March 21, 2025—At its meeting on March 19, 2025, the Federal Open Market Committee (FOMC) kept the Fed Funds target rate at 4.25 percent to 4.50 percent. The Fed also announced that it would be slowing its quantitative tightening approach. Beginning in April, the Fed will allow only $5 billion per month to mature off, down from the current rate of $25 billion per month. Most Fed watchers attribute this decision to market uncertainty due to persistent inflation and a slowing economy.

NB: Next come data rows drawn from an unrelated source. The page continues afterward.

//! Topic matching and subscription bookkeeping
//!
//! `validation` implements topic name/filter validation and the filter-match
//! predicate. `trie` is the generic per-session filter index: each `Session`
//! owns one `TopicTrie<Subscription>` keyed by the filters it has
//! subscribed to. The broker-wide fan-out index lives in `broker::router`
//! and is deliberately NOT a trie — see its module docs.

mod trie;
pub mod validation;

pub use trie::TopicTrie;
pub use validation::{
    topic_matches_filter, validate_topic_filter, validate_topic_filter_with_max_levels,
    validate_topic_name, validate_topic_name_with_max_levels, TopicLevel,
};

use std::sync::Arc;

use crate::protocol::QoS;

/// A single subscription, as recorded in a session's own filter trie.
#[derive(Debug, Clone)]
pub struct Subscription {
    /// Client ID that owns this subscription
    pub client_id: Arc<str>,
    /// Subscription QoS (the maximum the client wants to receive)
    pub qos: QoS,
    /// No local flag (v5.0) - don't send messages to the client that published them
    pub no_local: bool,
    /// Retain as published flag (v5.0)
    pub retain_as_published: bool,
    /// Subscription identifier (v5.0)
    pub subscription_id: Option<u32>,
}
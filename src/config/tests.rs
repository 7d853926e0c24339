//! Config module tests

use super::*;

#[test]
fn test_substitute_env_vars_simple() {
    std::env::set_var("TEST_VAR_SIMPLE", "hello");
    let result = substitute_env_vars("value = \"${TEST_VAR_SIMPLE}\"");
    assert_eq!(result, "value = \"hello\"");
    std::env::remove_var("TEST_VAR_SIMPLE");
}

#[test]
fn test_substitute_env_vars_with_default() {
    // Unset var should use default
    std::env::remove_var("TEST_VAR_UNSET");
    let result = substitute_env_vars("value = \"${TEST_VAR_UNSET:-default_value}\"");
    assert_eq!(result, "value = \"default_value\"");

    // Set var should use env value
    std::env::set_var("TEST_VAR_SET", "env_value");
    let result = substitute_env_vars("value = \"${TEST_VAR_SET:-default_value}\"");
    assert_eq!(result, "value = \"env_value\"");
    std::env::remove_var("TEST_VAR_SET");
}

#[test]
fn test_substitute_env_vars_multiple() {
    std::env::set_var("TEST_HOST", "localhost");
    std::env::set_var("TEST_PORT", "1883");
    let result = substitute_env_vars("bind = \"${TEST_HOST}:${TEST_PORT}\"");
    assert_eq!(result, "bind = \"localhost:1883\"");
    std::env::remove_var("TEST_HOST");
    std::env::remove_var("TEST_PORT");
}

#[test]
fn test_substitute_env_vars_missing_no_default() {
    std::env::remove_var("TEST_VAR_MISSING");
    let result = substitute_env_vars("value = \"${TEST_VAR_MISSING}\"");
    assert_eq!(result, "value = \"\"");
}

#[test]
fn test_load_config_with_env_substitution() {
    // Create a temp config file with env var references
    let temp_dir = std::env::temp_dir();
    let config_path = temp_dir.join("hearthmq_test_config.toml");

    std::env::set_var("TEST_BIND_HOST", "127.0.0.1");
    std::env::set_var("TEST_BIND_PORT", "1885");

    let config_content = r#"
[server]
bind = "${TEST_BIND_HOST}:${TEST_BIND_PORT}"
workers = ${TEST_WORKERS:-4}
"#;

    std::fs::write(&config_path, config_content).unwrap();

    let config = Config::load(&config_path).unwrap();
    assert_eq!(config.server.bind.to_string(), "127.0.0.1:1885");
    assert_eq!(config.server.workers, 4); // Uses default

    // Cleanup
    std::fs::remove_file(&config_path).ok();
    std::env::remove_var("TEST_BIND_HOST");
    std::env::remove_var("TEST_BIND_PORT");
}

#[test]
fn test_default_config() {
    let config = Config::default();
    assert_eq!(config.server.bind.port(), 1883);
    assert_eq!(config.limits.max_connections, 100_000);
    assert_eq!(config.limits.max_inflight, 32);
    assert_eq!(config.mqtt.max_qos, 2);
    assert!(!config.auth.enabled);
}

#[test]
fn test_parse_minimal_config() {
    let toml = r#"
[server]
bind = "127.0.0.1:1883"
"#;

    let config = Config::parse(toml).unwrap();
    assert_eq!(config.server.bind.to_string(), "127.0.0.1:1883");
}

#[test]
fn test_parse_full_config() {
    let toml = r##"
[server]
bind = "0.0.0.0:1883"
ws_bind = "0.0.0.0:9001"
workers = 4

[limits]
max_connections = 50000
max_packet_size = 1048576
max_inflight = 16
max_queued_messages = 500
max_awaiting_rel = 50
retry_interval = 20

[session]
default_keep_alive = 30
max_keep_alive = 300
expiry_check_interval = 30
max_topic_aliases = 100

[mqtt]
max_qos = 2
retain_available = true
wildcard_subscriptions = true
subscription_identifiers = true
shared_subscriptions = false

[auth]
enabled = true
allow_anonymous = false

[[auth.users]]
username = "admin"
password = "secret123"

[[auth.users]]
username = "sensor1"
password_hash = "$argon2id$v=19$m=19456,t=2,p=1$3QUugnyLZGsTrETNoga03Q$Tnmpw8w1t/PzI36MTps259IB7ntGAb4NA0KlYD9Yzlw"
"##;

    let config = Config::parse(toml).unwrap();
    assert_eq!(config.server.workers, 4);
    assert_eq!(config.limits.max_connections, 50000);
    assert_eq!(config.limits.max_inflight, 16);
    assert!(config.auth.enabled);
    assert!(!config.auth.allow_anonymous);
    assert_eq!(config.auth.users.len(), 2);
    assert_eq!(config.auth.users[0].username, "admin");
    assert_eq!(config.auth.users[0].password, Some("secret123".to_string()));
    assert_eq!(config.auth.users[1].username, "sensor1");
    assert!(config.auth.users[1].password_hash.is_some());
}

#[test]
fn test_invalid_max_qos() {
    let toml = r#"
[mqtt]
max_qos = 3
"#;

    let result = Config::parse(toml);
    assert!(result.is_err());
}

#[test]
fn test_build_user_map() {
    let toml = r#"
[auth]
enabled = true

[[auth.users]]
username = "alice"
password = "pass1"

[[auth.users]]
username = "bob"
password = "pass2"
"#;

    let config = Config::parse(toml).unwrap();
    let user_map = config.build_user_map();
    assert!(user_map.contains_key("alice"));
    assert!(user_map.contains_key("bob"));
    assert_eq!(
        user_map.get("alice").unwrap().password,
        Some("pass1".to_string())
    );
}

#[test]
fn test_user_missing_password_and_hash() {
    let toml = r#"
[auth]
enabled = true

[[auth.users]]
username = "admin"
"#;

    let result = Config::parse(toml);
    assert!(result.is_err());
    let err = result.unwrap_err().to_string();
    assert!(err.contains("must have either 'password' or 'password_hash'"));
}

#[test]
fn test_user_both_password_and_hash() {
    let toml = r#"
[auth]
enabled = true

[[auth.users]]
username = "admin"
password = "plaintext"
password_hash = "$argon2id$v=19$m=19456,t=2,p=1$3QUugnyLZGsTrETNoga03Q$Tnmpw8w1t/PzI36MTps259IB7ntGAb4NA0KlYD9Yzlw"
"#;

    let result = Config::parse(toml);
    assert!(result.is_err());
    let err = result.unwrap_err().to_string();
    assert!(err.contains("cannot have both"));
}

#[test]
fn test_user_invalid_hash_format() {
    let toml = r#"
[auth]
enabled = true

[[auth.users]]
username = "admin"
password_hash = "not-a-valid-hash"
"#;

    let result = Config::parse(toml);
    assert!(result.is_err());
    let err = result.unwrap_err().to_string();
    assert!(err.contains("invalid password_hash format"));
}

#[test]
fn test_user_empty_password() {
    let toml = r#"
[auth]
enabled = true

[[auth.users]]
username = "admin"
password = ""
"#;

    let result = Config::parse(toml);
    assert!(result.is_err());
    let err = result.unwrap_err().to_string();
    assert!(err.contains("empty password"));
}

#[test]
fn test_user_valid_password_hash() {
    let toml = r#"
[auth]
enabled = true

[[auth.users]]
username = "admin"
password_hash = "$argon2id$v=19$m=19456,t=2,p=1$3QUugnyLZGsTrETNoga03Q$Tnmpw8w1t/PzI36MTps259IB7ntGAb4NA0KlYD9Yzlw"
"#;

    let result = Config::parse(toml);
    assert!(result.is_ok());
}

#[test]
fn test_invalid_tls_bind_without_tls_config() {
    let toml = r#"
[server]
tls_bind = "0.0.0.0:8883"
"#;

    let result = Config::parse(toml);
    assert!(result.is_err());
}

In their statement, the FOMC noted that the economy is expanding at a solid pace. However, they revised their GDP projections for 2025 down to 1.7 percent from the 2.1 percent forecasted in December. This adjustment reflects surveys of households and businesses that indicate increased uncertainty about the economic outlook. Fed officials also raised their inflation projections to 2.7 percent from 2.5 percent in January. At his press conference following the meeting, Fed Chair Jerome Powell stated, “Inflation has started to move up, we think partly in response to tariffs.” He went on to say, “Policy is not on a preset course. As the economy evolves, we will adjust our policy stance in a manner that best promotes our maximum employment and price stability goals. If the economy remains strong and inflation does not continue to move sustainably toward 2 percent, we can maintain policy restraint for longer. If the labor market were to weaken unexpectedly or inflation were to fall more quickly than anticipated, we can ease policy accordingly. Our current policy stance is well positioned to deal with the risks and uncertainties that we face in pursuing both sides of our dual mandate.”
As for the future of interest rates, the dot plot graph released with the decision shows that two rate cuts are still expected this year, just as they did in December, but down from the three or four cuts projected prior to the December 2024 meeting. Looking further, only two members of the committee believe the FOMC will cut rates more than twice, down from five members who felt that way in December. The implied rate for the end of 2025 also rose to 4.00 percent, up from 3.83 percent in December.
Most economists agree that tariffs and Federal layoffs have created considerable economic uncertainty. Where opinions differ, however, is how long it will take before these policies are reflected in shifts in the growth and the U.S. Bureau of Labor Statistics Employment Situation reports, and if these economic results will be temporary or permanent. Chairman Powell and the FOMC are in a holding pattern regarding the path of interest rates, put in a “wait-and-see” state.